Social media is a way to stay connected with real friends, and a way to make new ones from your circle. But it's also a minefield, especially if you have the desire to let yourself just "all hang out" there like I do. But it's only a personal minefield because I do become occasionally disappointed in people that I otherwise admire.

I have reached a point in my life where the only way I'm really comfortable is letting all of my "me" out into the open. Well maybe not all lol. No one really does that. But I gravitate towards almost all. On the occasions that I've tried online dating sites and the like (and lets be utterly clear, once you get past the 90% bot populations on almost all of them, they are still not entirely useless) I tend to write profiles that communicate precisely why you WOULDN'T like a guy like me. I believe this is incredibly useful, and certainly in that sort of scenario a whole lot more honest than "I like long walks and sunsets" or the usual laundry list of recreational activities anyone with a pulse could enjoy that you tend to find on them.

I use the same tactic everywhere. Well almost everywhere. I don't bear my extroverted "me" mode at work, but even in that aspect of my life I can't avoid giving glimpses. My role in my working life is different than my actual life. But that is literally the only area of my existence where I make that exception.

So why is it a tactic? Well there's a fundamental difference between being friendly, and being friends. I don't think enough people appreciate the distinction. If you want to legitimately connect with people, it also means you want to also find those who aren't going to....or can't....understand or like you. It might sound selfish, but the truth of the matter is that we all have limited time, energy, and resources. We can't be liked by everyone. I'd even argue we shouldn't be liked by everyone. And it's a fools errand to even try to have everyone like you.

That doesn't mean that I don't want to be liked. Far from it. I "need" to be liked as much anyone else needs to be. Human beings exist in a weird contradiction of states. We are all on some level fundamentally alone, and yet there is NOTHING worth doing or experiencing without the support of other people. Whether that support is a friends, or a family members, or a lovers....that support is what gives texture to our lives. No one, absolutely no one, can be an island unto themselves. Even the people you encounter that try to use you or take advantage of your kindness realize this. That's WHY they need you in the first place. In that scenario it's just a sick justification of what is nonetheless true.

I've lived a really messed up life, pretty much since birth. It wasn't all bad, but enough was bad to have both twisted my thinking for many decades, and at this point (I hope) finally cleared my head as to the nature of things.

I am the way I am, because I think I grasp the importance of communication. And I also grasp that modern methods of communication in no way make this any different. But I don't want to skate across the surface of my life in any realm, either the real world or the online one.
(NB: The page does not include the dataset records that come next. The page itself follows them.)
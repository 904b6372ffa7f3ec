use avian3d::prelude::*;
use bevy::prelude::*;

use super::components::{AnimationState, CharacterVisual, EyeAnchor, Facing, Player};
use crate::camera::CameraController;
use crate::config::SimConfig;
use crate::game_state::ControlLock;
use crate::input::PlayerInput;

use std::f32::consts::{PI, TAU};

/// Wraps an angle into (-PI, PI].
pub fn normalize_angle(mut angle: f32) -> f32 {
    while angle > PI {
        angle -= TAU;
    }
    while angle < -PI {
        angle += TAU;
    }
    angle
}

/// Angle lerp taking the shortest arc, so facing never spins the long way
/// around the +-PI discontinuity.
pub fn lerp_angle(start: f32, end: f32, t: f32) -> f32 {
    let mut start = normalize_angle(start);
    let mut end = normalize_angle(end);
    if (end - start).abs() > PI {
        if end > start {
            start += TAU;
        } else {
            end += TAU;
        }
    }
    normalize_angle(start + (end - start) * t)
}

/// Raw movement axes from the held keys. Opposite keys cancel; diagonals are
/// deliberately left unnormalized (matches the original handling).
pub fn input_axes(input: &PlayerInput) -> Vec2 {
    let mut axes = Vec2::ZERO;
    if input.forward {
        axes.y -= 1.0;
    }
    if input.backward {
        axes.y += 1.0;
    }
    if input.left {
        axes.x -= 1.0;
    }
    if input.right {
        axes.x += 1.0;
    }
    axes
}

/// Camera-relative heading for a movement input, radians.
pub fn movement_heading(axes: Vec2, camera_yaw: f32) -> f32 {
    axes.x.atan2(axes.y) + camera_yaw
}

pub fn spawn_player(
    mut commands: Commands,
    mut meshes: ResMut<Assets<Mesh>>,
    mut materials: ResMut<Assets<StandardMaterial>>,
) {
    let body_material = materials.add(StandardMaterial {
        base_color: Color::srgb(0.7, 0.2, 0.2),
        ..default()
    });

    commands
        .spawn((
            Player,
            Facing::default(),
            AnimationState::default(),
            RigidBody::Dynamic,
            Collider::capsule(0.3, 1.2),
            LockedAxes::ROTATION_LOCKED,
            LinearVelocity::default(),
            AngularVelocity::default(),
            ExternalImpulse::default().with_persistence(false),
            Transform::from_xyz(0.0, 2.0, 2.0),
            Visibility::default(),
        ))
        .with_children(|parent| {
            // Eye-level anchor the first-person camera lerps toward.
            parent.spawn((EyeAnchor, Transform::from_xyz(0.0, 3.0, 0.0)));

            // Body model stays hidden in first-person but still tracks the
            // smoothed facing for anything that later shows it.
            parent.spawn((
                CharacterVisual,
                Mesh3d(meshes.add(Capsule3d::new(0.3, 1.2))),
                MeshMaterial3d(body_material),
                Transform::from_xyz(0.0, -0.25, 0.0),
                Visibility::Hidden,
            ));
        });
}

/// Jump and walk/run control. Skipped entirely while a dialog, overlay or
/// the cinematic holds the controls; gravity and the respawn safety net keep
/// running elsewhere.
pub fn player_movement(
    input: Res<PlayerInput>,
    lock: Res<ControlLock>,
    config: Res<SimConfig>,
    camera: Query<&CameraController>,
    mut query: Query<
        (
            &mut LinearVelocity,
            &mut ExternalImpulse,
            &mut Facing,
            &mut AnimationState,
        ),
        With<Player>,
    >,
) {
    if lock.blocked() {
        return;
    }
    let Ok((mut velocity, mut impulse, mut facing, mut animation)) = query.get_single_mut() else {
        return;
    };
    let Ok(camera) = camera.get_single() else {
        return;
    };

    // Jump while grounded. Grounded is derived from vertical speed, which
    // goes non-zero right after the impulse, so holding jump is harmless.
    let grounded = velocity.y.abs() < config.grounded_epsilon;
    if input.jump && grounded {
        impulse.apply_impulse(Vec3::Y * config.jump_impulse);
    }

    let axes = input_axes(&input);
    if axes != Vec2::ZERO {
        let speed = if input.run {
            config.run_speed
        } else {
            config.walk_speed
        };
        facing.target = movement_heading(axes, camera.yaw_target);
        velocity.x = facing.target.sin() * speed;
        velocity.z = facing.target.cos() * speed;
        *animation = if input.run {
            AnimationState::Run
        } else {
            AnimationState::Walk
        };
    } else {
        // Gravity owns the vertical component; only the input axes stop.
        velocity.x = 0.0;
        velocity.z = 0.0;
        *animation = AnimationState::Idle;
    }
}

/// Rotates the (hidden) body model toward the movement heading.
pub fn smooth_facing(
    config: Res<SimConfig>,
    mut player: Query<&mut Facing, With<Player>>,
    mut visual: Query<&mut Transform, With<CharacterVisual>>,
) {
    let Ok(mut facing) = player.get_single_mut() else {
        return;
    };
    facing.current = lerp_angle(facing.current, facing.target, config.rotation_smoothing);

    if let Ok(mut transform) = visual.get_single_mut() {
        transform.rotation = Quat::from_rotation_y(facing.current);
    }
}

/// Respawn on the respawn key or after falling out of the room. Runs in
/// every state so a fall during a dialog still recovers.
pub fn respawn_check(
    input: Res<PlayerInput>,
    config: Res<SimConfig>,
    mut query: Query<
        (&mut Transform, &mut LinearVelocity, &mut AngularVelocity),
        With<Player>,
    >,
) {
    let Ok((mut transform, mut velocity, mut angular)) = query.get_single_mut() else {
        return;
    };

    if input.respawn || transform.translation.y < config.fall_y {
        transform.translation = config.spawn_point();
        velocity.0 = Vec3::ZERO;
        angular.0 = Vec3::ZERO;
    }
}

#[cfg(test)]
mod tests {
    use super::*;
    use bevy::ecs::system::RunSystemOnce;

    const EPS: f32 = 1e-4;

    fn world_with_player(translation: Vec3, respawn_held: bool) -> (World, Entity) {
        let mut world = World::new();
        let mut input = PlayerInput::default();
        input.respawn = respawn_held;
        world.insert_resource(input);
        world.insert_resource(SimConfig::default());
        let entity = world
            .spawn((
                Player,
                Transform::from_translation(translation),
                LinearVelocity(Vec3::new(1.0, -2.0, 0.5)),
                AngularVelocity(Vec3::new(0.3, 0.0, -0.1)),
            ))
            .id();
        (world, entity)
    }

    #[test]
    fn respawn_key_resets_position_and_velocities() {
        let (mut world, entity) = world_with_player(Vec3::new(3.0, 1.0, -2.0), true);
        world.run_system_once(respawn_check).unwrap();

        let transform = world.get::<Transform>(entity).unwrap();
        assert_eq!(transform.translation, SimConfig::default().spawn_point());
        assert_eq!(world.get::<LinearVelocity>(entity).unwrap().0, Vec3::ZERO);
        assert_eq!(world.get::<AngularVelocity>(entity).unwrap().0, Vec3::ZERO);
    }

    #[test]
    fn falling_below_threshold_respawns_without_the_key() {
        let config = SimConfig::default();
        let below = Vec3::new(0.0, config.fall_y - 1.0, 0.0);
        let (mut world, entity) = world_with_player(below, false);
        world.run_system_once(respawn_check).unwrap();

        let transform = world.get::<Transform>(entity).unwrap();
        assert_eq!(transform.translation, config.spawn_point());
        assert_eq!(world.get::<LinearVelocity>(entity).unwrap().0, Vec3::ZERO);
        assert_eq!(world.get::<AngularVelocity>(entity).unwrap().0, Vec3::ZERO);
    }

    #[test]
    fn player_above_threshold_is_left_alone() {
        let start = Vec3::new(1.0, -2.0, 1.0);
        let (mut world, entity) = world_with_player(start, false);
        world.run_system_once(respawn_check).unwrap();

        let transform = world.get::<Transform>(entity).unwrap();
        assert_eq!(transform.translation, start);
        assert_ne!(world.get::<LinearVelocity>(entity).unwrap().0, Vec3::ZERO);
    }

    #[test]
    fn normalize_wraps_into_range() {
        assert!((normalize_angle(TAU + 0.5) - 0.5).abs() < EPS);
        assert!((normalize_angle(-TAU - 0.5) + 0.5).abs() < EPS);
        assert!((normalize_angle(0.0)).abs() < EPS);
    }

    #[test]
    fn lerp_angle_takes_shortest_arc() {
        // 3.0 -> -3.0 should pass through PI, not through zero.
        let mid = lerp_angle(3.0, -3.0, 0.5);
        assert!(
            (mid - PI).abs() < 1e-3 || (mid + PI).abs() < 1e-3,
            "expected wrap through PI, got {mid}"
        );

        // A small step in the same direction as the gap.
        let step = lerp_angle(0.0, 1.0, 0.1);
        assert!((step - 0.1).abs() < EPS);
    }

    #[test]
    fn opposite_keys_cancel() {
        let mut input = PlayerInput::default();
        input.forward = true;
        input.backward = true;
        input.left = true;
        assert_eq!(input_axes(&input), Vec2::new(-1.0, 0.0));
    }

    #[test]
    fn heading_is_camera_relative() {
        let mut input = PlayerInput::default();
        input.forward = true;
        let axes = input_axes(&input);

        // Forward with no camera yaw points down -Z.
        let heading = movement_heading(axes, 0.0);
        let velocity = Vec2::new(heading.sin(), heading.cos());
        assert!(velocity.x.abs() < EPS);
        assert!((velocity.y + 1.0).abs() < EPS);

        // Camera yaw rotates the heading with it.
        let turned = movement_heading(axes, 0.7);
        assert!((normalize_angle(turned - heading) - 0.7).abs() < EPS);
    }

    #[test]
    fn diagonal_heading_splits_axes() {
        let mut input = PlayerInput::default();
        input.forward = true;
        input.right = true;
        let heading = movement_heading(input_axes(&input), 0.0);
        // atan2(1, -1) = 3/4 PI.
        assert!((heading - 3.0 * PI / 4.0).abs() < EPS);
    }
}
All too often people structure their speech so that you hear "what they want you to hear", or "what they think you'd like to hear". The former is dishonest, the latter is cowardly. But this is often how people are in the real world, and this tendency spills over into the online world.

That tactic, in both realms, well it might make things smoother......but it's incorrect.

Make waves. When you do, you discover important things. You realize that strangers might think you're weird, but that doesn't actually affect you in any meaningful way. You realize that some "friends"...aren't. And you occasionally will find your allies.

And those are the only people worth finding. Only with real connection can you really have friends. I think not enough people appreciate this, and confuse "friendly" with "friends".

It's still valuable to be friendly. I'm not a pig to people, at least not on purpose. But these are two seperate ideas.

I'm gonna continue walking this path, because I believe it is the correct one. It isolates me to some degree. But the few connections I do have are real and valuable ones that I cherish, so I think I'm doing what works.